Further, in addition to the ideal gas state equation, the volume change of the first chamber 121 may be calculated through the Van der Waals equation (Equation 4 below). This is to more accurately calculate the amount of the drug injected into the second chamber 123 or discharged from the second chamber 123 in consideration of the temperature change as well as the volume of the gas molecules themselves.

'N' is the number of moles of gas in the first chamber 121, 'R' is the number of moles of gas in the first chamber 121, Gas constant. A detailed description of the calculation of the capacity or volume V _d of the introduced drug using Equation (4) will be omitted.

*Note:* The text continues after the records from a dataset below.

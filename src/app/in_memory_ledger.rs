use crate::{
    app::ledger_storage::{
        GameLedger,
        LedgerError,
        NftLedger,
        validated_mint,
    },
    records::{
        Address,
        FlipResult,
        GameEntry,
        MintRequest,
        NftEntry,
        NftMetadata,
    },
};
use chrono::Utc;
use std::sync::{
    Arc,
    Mutex,
};

/// Volatile NFT store. Clones share the same underlying ledger, so a
/// handle can be passed to spawned work while the app keeps its own.
#[derive(Clone)]
pub struct InMemoryNftLedger {
    entries: Arc<Mutex<Vec<NftEntry>>>,
}

impl InMemoryNftLedger {
    pub fn new() -> Self {
        Self {
            entries: Arc::new(Mutex::new(Vec::new())),
        }
    }

    pub fn entries(&self) -> Arc<Mutex<Vec<NftEntry>>> {
        self.entries.clone()
    }
}

impl NftLedger for InMemoryNftLedger {
    fn list_all(&self) -> Result<Vec<NftEntry>, LedgerError> {
        Ok(self.entries.lock().unwrap().clone())
    }

    fn list_owned_by(&self, owner: &Address) -> Result<Vec<NftEntry>, LedgerError> {
        let owned = self
            .entries
            .lock()
            .unwrap()
            .iter()
            .filter(|entry| &entry.owner == owner)
            .cloned()
            .collect();
        Ok(owned)
    }

    fn mint(&mut self, request: &MintRequest) -> Result<NftEntry, LedgerError> {
        let (owner, metadata) = validated_mint(request)?;
        let mut entries = self.entries.lock().unwrap();
        // Append-only, so the length is a monotonic id source.
        let id = entries.len() as u64 + 1;
        let entry = NftEntry {
            id,
            token_id: id.to_string(),
            owner,
            metadata,
            created_at: Utc::now(),
        };
        entries.push(entry.clone());
        Ok(entry)
    }

    fn seed_if_empty(
        &mut self,
        catalog: &[NftMetadata],
        owner: &Address,
    ) -> Result<usize, LedgerError> {
        let mut entries = self.entries.lock().unwrap();
        if !entries.is_empty() {
            return Ok(0);
        }
        for metadata in catalog {
            let id = entries.len() as u64 + 1;
            entries.push(NftEntry {
                id,
                token_id: id.to_string(),
                owner: owner.clone(),
                metadata: metadata.clone(),
                created_at: Utc::now(),
            });
        }
        Ok(catalog.len())
    }
}

/// Volatile game store with the same clone-shared layout.
#[derive(Clone)]
pub struct InMemoryGameLedger {
    entries: Arc<Mutex<Vec<GameEntry>>>,
}

impl InMemoryGameLedger {
    pub fn new() -> Self {
        Self {
            entries: Arc::new(Mutex::new(Vec::new())),
        }
    }

    pub fn entries(&self) -> Arc<Mutex<Vec<GameEntry>>> {
        self.entries.clone()
    }
}

impl GameLedger for InMemoryGameLedger {
    fn record(
        &mut self,
        player: &Address,
        result: FlipResult,
    ) -> Result<GameEntry, LedgerError> {
        let mut entries = self.entries.lock().unwrap();
        let id = entries.len() as u64 + 1;
        let entry = GameEntry {
            id,
            player: player.clone(),
            result,
            reward: None,
            created_at: Utc::now(),
        };
        entries.push(entry.clone());
        Ok(entry)
    }

    fn history(&self, player: &Address) -> Result<Vec<GameEntry>, LedgerError> {
        let history = self
            .entries
            .lock()
            .unwrap()
            .iter()
            .filter(|entry| &entry.player == player)
            .cloned()
            .collect();
        Ok(history)
    }
}
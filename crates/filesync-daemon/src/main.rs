//! filesync-daemon: keeps text files on disk in agreement with their CRDT documents.
//!
//! Runs a reconciliation pass per configured file on a fixed interval, using
//! the native filesystem, a JSON last-write cache and Loro snapshots on disk.

use anyhow::Result;
use clap::Parser;
use tracing::info;
use tracing_subscriber::EnvFilter;

use filesync_daemon::{Args, Config, Daemon};

#[tokio::main]
async fn main() -> Result<()> {
    let args = Args::parse();

    // Set up logging - respects RUST_LOG env var, defaults to info (or debug with --verbose)
    let default_filter = if args.verbose {
        "debug,filesync_daemon=debug,filesync_core=debug"
    } else {
        "info,filesync_daemon=info,filesync_core=info"
    };
    let filter = EnvFilter::try_from_default_env().unwrap_or_else(|_| EnvFilter::new(default_filter));
    tracing_subscriber::fmt().with_env_filter(filter).init();

    let config = Config::from_args(args)?;

    info!("Starting filesync-daemon");
    info!("Directory: {:?}", config.dir);
    info!("State directory: {:?}", config.state_dir);

    let daemon = Daemon::open(config).await?;
    daemon.run().await
}
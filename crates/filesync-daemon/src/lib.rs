//! filesync-daemon library: Exposes internal modules for testing.
//!
//! This is a thin library layer over the daemon components,
//! allowing integration tests to access internal types.

pub mod cache_store;
pub mod config;
pub mod daemon;
pub mod doc_store;
pub mod native_fs;

// Re-export key types for convenience
pub use cache_store::JsonCacheStore;
pub use config::{Args, Config, ConfigError};
pub use daemon::{Daemon, PassSummary};
pub use doc_store::DocStore;
pub use native_fs::NativeFs;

When the medicines stored in the second chamber 123 are all dosed, the administration of the drug injector 100 is completed by sequentially performing the administration step 60 and the evacuation step 70.

The dosing step 60 opens the discharge valve 145 while shutting off the supply valve 141, the exhaust valve 147 and the injection valve 143. When the discharge valve 145 is opened, the internal pressure of the first chamber 121 pressurizes and moves the pressure member 125. Since the internal pressure of the first chamber 121 is sufficient to discharge the drug in the second chamber 123, when the discharge valve 145 is opened, the pressure member 125 is moved to the second chamber 123 123), and the drug is discharged. When the discharge of the drug is completed, the processor 113 may open the exhaust valve 147 to discharge the pressure of the first chamber 121 to the outside by performing the evacuation step 70. Of course, it is not necessary to discharge the pressure of the first chamber 121.

On the other hand, a situation may occur in which only a part of the drug stored in the second chamber 123 is administered. In this case, in the discharge amount setting step 51, a user who handles the drug injector 100, for example, a doctor or a patient, inputs the dose of the drug to be administered to the processor 113. The processor 113 calculates the volume V ₃ of the first chamber 121 after the drug is discharged by the input capacity. Then, from the calculated volume V ₃ , the calculated pressure P ₂ and the calculated volume V ₂ in the second measuring step, the processor 113 calculates the pressure P (P) of the first chamber 121 after the capacity of the drug is discharged ₃ .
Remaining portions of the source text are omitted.